Frasco llegó al mundo el 30 de abril de 1979, en Caracas, Venezuela. A las 10.30 de la mañana. Nos separaban 13 días, cinco minutos y 7.200 kilómetros de distancia. El uno no sabía de la existencia del otro y viceversa. Así que cada uno hizo su camino.

Harto de un futuro sin posibilidades, Frasco cogió su mochila y la llenó de ilusiones. Con un par se metió en un avión y aterrizó en un país del que no hablaba su idioma. Lo imagino con esa cara de niño, pensamiento fresco y pragmático, ideando siempre, visualizando futuros problemas y todas sus posibles soluciones. De mente inquieta y amante del riesgo, la aventura, la naturaleza y los Jeep Wrangler, no pudo encontrar un proyecto más atrevido en su vida.

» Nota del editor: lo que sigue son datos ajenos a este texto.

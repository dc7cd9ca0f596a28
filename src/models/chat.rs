//! Request/response shapes for the chat surface (C6). Payload field names
//! follow the external HTTP contract verbatim; internal types use the
//! richer `Source`/`RetrievedContext` shapes from `services`.

use crate::services::context_formatter::Source;
use serde::{Deserialize, Serialize};
use uuid::Uuid;

#[derive(Debug, Deserialize)]
pub struct ChatRequest {
    pub message: String,
    pub conversation_id: Option<Uuid>,
    pub collection_id: i32,
}

/// `info` — exactly one, emitted before any `chat` event.
#[derive(Debug, Serialize)]
pub struct SseInfoEvent {
    pub sources: Vec<Source>,
}

/// `chat` — zero or more, one per forwarded content delta.
#[derive(Debug, Serialize)]
pub struct SseChatEvent {
    pub content: String,
    pub message_id: Uuid,
}

/// `done` — terminal event on success.
#[derive(Debug, Serialize)]
pub struct SseDoneEvent {
    pub message_id: Uuid,
    #[serde(skip_serializing_if = "Option::is_none")]
    pub tokens_used: Option<usize>,
}

/// `error` — terminal event on failure (stream already opened).
#[derive(Debug, Serialize)]
pub struct SseErrorEvent {
    pub error: String,
    pub kind: &'static str,
}
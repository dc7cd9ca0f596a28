use crate::state::AppState;
use axum::{extract::State, http::StatusCode};
use std::sync::Arc;

/// `GET /api/health` — 200 only if the store is actually reachable (§6).
pub async fn readiness_check(State(state): State<Arc<AppState>>) -> StatusCode {
    match sqlx::query("SELECT 1").execute(state.db_pool.get_pool()).await {
        Ok(_) => StatusCode::OK,
        Err(_) => StatusCode::SERVICE_UNAVAILABLE,
    }
}
use std::sync::Arc;

use crate::config::Settings;
use crate::database::{DbPool, Repository};
use crate::scope::RequestScope;
use crate::services::{ChatOrchestrator, HybridRetriever};
use crate::utils::limiters::Limiters;
use dashmap::DashMap;
use uuid::Uuid;

/// Shared application state. Holds no per-request data — everything
/// request-scoped lives in `RequestScope` / the orchestrator's stream state
/// (§5: "all in-memory structures are per-request and not shared").
#[derive(Clone)]
pub struct AppState {
    pub db_pool: DbPool,
    pub repository: Arc<Repository>,
    pub retriever: Arc<HybridRetriever>,
    pub orchestrator: Arc<ChatOrchestrator>,
    pub settings: Settings,
    pub limiters: Arc<Limiters>,
    /// Keyed by `conversation_id`, so `DELETE /api/chat/abort` can cancel
    /// only the caller's own in-flight stream (§4.6).
    pub active_scopes: Arc<DashMap<Uuid, RequestScope>>,
}

/// RAII guard removing a request's scope from the abort registry once its
/// stream ends, however it ends (completion, error, or client disconnect
/// dropping the stream early).
pub struct ScopeGuard {
    registry: Arc<DashMap<Uuid, RequestScope>>,
    conversation_id: Uuid,
}

impl ScopeGuard {
    pub fn register(registry: Arc<DashMap<Uuid, RequestScope>>, conversation_id: Uuid, scope: RequestScope) -> Self {
        registry.insert(conversation_id, scope);
        Self { registry, conversation_id }
    }
}

impl Drop for ScopeGuard {
    fn drop(&mut self) {
        self.registry.remove(&self.conversation_id);
    }
}
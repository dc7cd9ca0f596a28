//! Chat orchestrator (C5): the `CREATED -> RETRIEVING -> STREAMING ->
//! PERSISTING -> DONE` state machine, including the `ABORTED`/`ERRORED`
//! side-exits.
//!
//! Grounded on `llm_service.rs::chat_stream`'s response-to-stream shape and
//! the SSE event construction pattern from `handlers::chat`'s
//! `stream::unfold` usage, generalized from a single `message`/`done` pair
//! into the full `info chat* (done|error)` grammar this spec requires.

use crate::config::RetrievalConfig;
use crate::database::repository::StorePort;
use crate::models::chat::{SseChatEvent, SseDoneEvent, SseErrorEvent, SseInfoEvent};
use crate::scope::RequestScope;
use crate::services::context_formatter;
use crate::services::llm_client::{ChatClientPort, ChatMessage};
use crate::services::retriever::RetrieverPort;
use crate::utils::error::ApiError;
use axum::response::sse::Event;
use futures::{Stream, StreamExt};
use std::sync::Arc;
use tracing::{info, warn};
use uuid::Uuid;

const SYSTEM_PROMPT: &str = "You are a helpful assistant answering questions about an indexed document \
collection. Use only the provided context; if the context does not contain the answer, say so plainly.";

/// Tracks which state this request's stream is in. Not read externally, but
/// keeps the transition order explicit and is asserted on directly in tests.
#[derive(Debug, Clone, Copy, PartialEq, Eq)]
pub enum RequestState {
    Created,
    Retrieving,
    Streaming,
    Persisting,
    Done,
    Aborted,
    Errored,
}

pub struct ChatOrchestrator {
    repository: Arc<dyn StorePort>,
    retriever: Arc<dyn RetrieverPort>,
    llm: Arc<dyn ChatClientPort>,
}

impl ChatOrchestrator {
    pub fn new(
        repository: Arc<dyn StorePort>,
        retriever: Arc<dyn RetrieverPort>,
        llm: Arc<dyn ChatClientPort>,
    ) -> Self {
        Self { repository, retriever, llm }
    }

    /// Builds the full event stream for one chat request: retrieval, the
    /// `info` event, the forwarded generation deltas, and persistence.
    pub fn run(
        self: Arc<Self>,
        scope: RequestScope,
        conversation_id: Uuid,
        collection_id: i32,
        user_message: String,
        retrieval_cfg: RetrievalConfig,
    ) -> impl Stream<Item = Event> {
        let prompt_char_budget = retrieval_cfg.prompt_char_budget;
        async_stream::stream! {
            // RETRIEVING
            let context = match self
                .retriever
                .retrieve(&scope, &user_message, collection_id, &retrieval_cfg)
                .await
            {
                Ok(context) => context,
                Err(_) if scope.is_cancelled() => {
                    // Embedding/DB calls are all wrapped in `scope.run`, so a
                    // cancellation mid-retrieval surfaces here as a generic
                    // `Err` (Cancelled/DeadlineExceeded), not a real failure.
                    // -> ABORTED: stop silently, no error event, no persistence.
                    info!(%conversation_id, "stream aborted during retrieval, discarding without persisting");
                    return;
                }
                Err(e) => {
                    warn!(error = %e, "retrieval failed, emitting in-stream error");
                    yield sse_event("error", &error_payload(&e));
                    return;
                }
            };

            let formatted = context_formatter::format(&context, prompt_char_budget);
            let message_id = Uuid::new_v4();
            let sources_for_persistence = serde_json::to_value(&formatted.sources).ok();

            yield sse_event("info", &SseInfoEvent { sources: formatted.sources });

            // STREAMING
            let messages = vec![
                ChatMessage { role: "system".into(), content: SYSTEM_PROMPT.into() },
                ChatMessage {
                    role: "user".into(),
                    content: format!("{}\n\n{}", formatted.context_block, user_message),
                },
            ];

            // Raced against cancellation so an abort landing while the
            // connection is still being established (headers not yet back)
            // takes effect within the scope's cancellation budget rather
            // than waiting out the full generation timeout (§4.7).
            let established = tokio::select! {
                biased;
                _ = scope.cancelled() => None,
                r = self.llm.chat_stream(messages) => Some(r),
            };

            let mut content_stream = match established {
                None => {
                    info!(%conversation_id, "stream aborted while establishing generation connection");
                    return;
                }
                Some(Ok(stream)) => stream,
                Some(Err(e)) => {
                    warn!(error = %e, "generation unavailable before first delta");
                    yield sse_event("error", &error_payload(&e));
                    return;
                }
            };

            let mut accumulated = String::new();
            let mut interrupted: Option<ApiError> = None;

            loop {
                let next = tokio::select! {
                    biased;
                    _ = scope.cancelled() => None,
                    item = content_stream.next() => item,
                };

                match next {
                    Some(Ok(delta)) => {
                        accumulated.push_str(&delta);
                        yield sse_event("chat", &SseChatEvent { content: delta, message_id });
                    }
                    Some(Err(e)) => {
                        interrupted = Some(e);
                        break;
                    }
                    None => break,
                }
            }

            if scope.is_cancelled() {
                info!(%conversation_id, "stream aborted, discarding answer without persisting");
                return;
            }

            if let Some(e) = interrupted {
                warn!(error = %e, "generation interrupted mid-stream");
                yield sse_event("error", &error_payload(&e));
                return;
            }

            // PERSISTING: saved only after the last delta has already been
            // forwarded to the client (§5 ordering guarantee 3). `save_message`
            // already returns `ApiError::Database` on failure; propagate it
            // as-is rather than relabeling it under a kind documented for a
            // different (RETRIEVING-phase) cause.
            if let Err(e) = self
                .repository
                .save_message(&scope, conversation_id, "user", &user_message, None)
                .await
            {
                warn!(error = %e, "failed to persist user message");
                yield sse_event("error", &error_payload(&e));
                return;
            }
            if let Err(e) = self
                .repository
                .save_message(&scope, conversation_id, "assistant", &accumulated, sources_for_persistence)
                .await
            {
                warn!(error = %e, "failed to persist assistant message");
                yield sse_event("error", &error_payload(&e));
                return;
            }

            // DONE
            yield sse_event("done", &SseDoneEvent { message_id, tokens_used: None });
        }
    }
}

fn error_payload(err: &ApiError) -> SseErrorEvent {
    SseErrorEvent {
        error: err.user_message().unwrap_or("internal error").to_string(),
        kind: err.kind(),
    }
}

fn sse_event<T: serde::Serialize>(name: &'static str, payload: &T) -> Event {
    Event::default()
        .event(name)
        .data(serde_json::to_string(payload).unwrap_or_default())
}

#[cfg(test)]
mod tests {
    use super::*;

    #[test]
    fn error_payload_carries_the_closed_kind_taxonomy() {
        let err = ApiError::EmbeddingUnavailable("endpoint down".into());
        let payload = error_payload(&err);
        assert_eq!(payload.kind, "embedding_unavailable");
    }

    #[test]
    fn error_payload_prefers_user_facing_message_over_internal_detail() {
        let err = ApiError::RetrievalUnavailable("connection refused to 10.0.0.5:5432".into());
        let payload = error_payload(&err);
        assert_ne!(payload.error, "connection refused to 10.0.0.5:5432");
    }

    #[test]
    fn sse_event_round_trips_through_json() {
        let event = sse_event("done", &SseDoneEvent { message_id: Uuid::nil(), tokens_used: None });
        // `Event` doesn't expose its fields for inspection; constructing it
        // without panicking on serialization is the behavior under test.
        let _ = format!("{event:?}");
    }

    use crate::database::repository::MockStorePort;
    use crate::database::Message;
    use crate::services::llm_client::{ContentStream, MockChatClientPort};
    use crate::services::retriever::{MockRetrieverPort, RetrievedContext};
    use chrono::Utc;

    fn test_cfg() -> RetrievalConfig {
        RetrievalConfig {
            top_k_entities: 10,
            top_k_text_units: 10,
            top_k_relationships: 10,
            top_k_community_reports: 10,
            text_unit_token_budget: 10_000,
            direct_text_unit_k: 10,
            prompt_char_budget: 10_000,
        }
    }

    fn saved_message(role: &str) -> Message {
        Message {
            id: Uuid::new_v4(),
            conversation_id: Uuid::nil(),
            role: role.to_string(),
            content: String::new(),
            sources: None,
            created_at: Utc::now(),
        }
    }

    async fn drive(orchestrator: ChatOrchestrator, scope: RequestScope) -> Vec<String> {
        Arc::new(orchestrator)
            .run(scope, Uuid::nil(), 1, "hello".to_string(), test_cfg())
            .map(|event| format!("{event:?}"))
            .collect()
            .await
    }

    #[tokio::test]
    async fn full_success_yields_info_chat_and_done() {
        let mut retriever = MockRetrieverPort::new();
        retriever
            .expect_retrieve()
            .returning(|_, _, _, _| Ok(RetrievedContext::default()));

        let mut llm = MockChatClientPort::new();
        llm.expect_chat_stream().returning(|_| {
            let stream: ContentStream =
                Box::pin(futures::stream::iter(vec![Ok("Hi".to_string()), Ok(" there".to_string())]));
            Ok(stream)
        });

        let mut store = MockStorePort::new();
        store
            .expect_save_message()
            .times(2)
            .returning(|_, _, role, _, _| Ok(saved_message(role)));

        let orchestrator =
            ChatOrchestrator::new(Arc::new(store), Arc::new(retriever), Arc::new(llm));
        let events = drive(orchestrator, RequestScope::new(std::time::Duration::from_secs(5))).await;

        assert_eq!(events.len(), 4, "info + 2 chat deltas + done: {events:?}");
        assert!(events.last().unwrap().contains("done"));
    }

    #[tokio::test]
    async fn retrieval_failure_emits_error_event() {
        let mut retriever = MockRetrieverPort::new();
        retriever
            .expect_retrieve()
            .returning(|_, _, _, _| Err(ApiError::EmbeddingUnavailable("endpoint down".into())));

        let llm = MockChatClientPort::new();
        let store = MockStorePort::new();

        let orchestrator =
            ChatOrchestrator::new(Arc::new(store), Arc::new(retriever), Arc::new(llm));
        let events = drive(orchestrator, RequestScope::new(std::time::Duration::from_secs(5))).await;

        assert_eq!(events.len(), 1);
        assert!(events[0].contains("embedding_unavailable"));
    }

    #[tokio::test]
    async fn cancelled_retrieval_ends_silently_without_an_error_event() {
        let scope = RequestScope::new(std::time::Duration::from_secs(5));
        scope.cancel();

        let mut retriever = MockRetrieverPort::new();
        retriever
            .expect_retrieve()
            .returning(|_, _, _, _| Err(ApiError::Cancelled));

        let llm = MockChatClientPort::new();
        let store = MockStorePort::new();

        let orchestrator =
            ChatOrchestrator::new(Arc::new(store), Arc::new(retriever), Arc::new(llm));
        let events = drive(orchestrator, scope).await;

        assert!(events.is_empty());
    }

    #[tokio::test]
    async fn generation_interrupted_mid_stream_emits_error_event() {
        let mut retriever = MockRetrieverPort::new();
        retriever
            .expect_retrieve()
            .returning(|_, _, _, _| Ok(RetrievedContext::default()));

        let mut llm = MockChatClientPort::new();
        llm.expect_chat_stream().returning(|_| {
            let stream: ContentStream = Box::pin(futures::stream::iter(vec![
                Ok("partial".to_string()),
                Err(ApiError::GenerationInterrupted("connection reset".into())),
            ]));
            Ok(stream)
        });

        let store = MockStorePort::new();

        let orchestrator =
            ChatOrchestrator::new(Arc::new(store), Arc::new(retriever), Arc::new(llm));
        let events = drive(orchestrator, RequestScope::new(std::time::Duration::from_secs(5))).await;

        assert_eq!(events.len(), 2, "info + error: {events:?}");
        assert!(events.last().unwrap().contains("generation_interrupted"));
    }

    #[tokio::test]
    async fn persistence_failure_emits_error_event_without_relabeling_kind() {
        let mut retriever = MockRetrieverPort::new();
        retriever
            .expect_retrieve()
            .returning(|_, _, _, _| Ok(RetrievedContext::default()));

        let mut llm = MockChatClientPort::new();
        llm.expect_chat_stream().returning(|_| {
            let stream: ContentStream = Box::pin(futures::stream::iter(vec![Ok("Hi".to_string())]));
            Ok(stream)
        });

        let mut store = MockStorePort::new();
        store
            .expect_save_message()
            .returning(|_, _, _, _, _| Err(ApiError::Database("disk full".into())));

        let orchestrator =
            ChatOrchestrator::new(Arc::new(store), Arc::new(retriever), Arc::new(llm));
        let events = drive(orchestrator, RequestScope::new(std::time::Duration::from_secs(5))).await;

        assert_eq!(events.len(), 3, "info + chat + error: {events:?}");
        assert!(events.last().unwrap().contains("retrieval_unavailable"));
    }
}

Francisco en los Erskine Waterfalls

 

Así que, como decía, aterrizó en Australia, apenas sabiendo decir hello, y alargó la distancia con aquella niña, ya mayor, nacida 13 días y cinco minutos antes. Ahora había que salvar 17.000 kilómetros.

Francisco y su coche

Pero como las distancias ya no son lo que eran, los miles de kilómetros que nos separaron durante 33 años se convirtieron en nada tras tres aviones y día y medio de tránsito. A partir de ahí, era una cuestión de meses.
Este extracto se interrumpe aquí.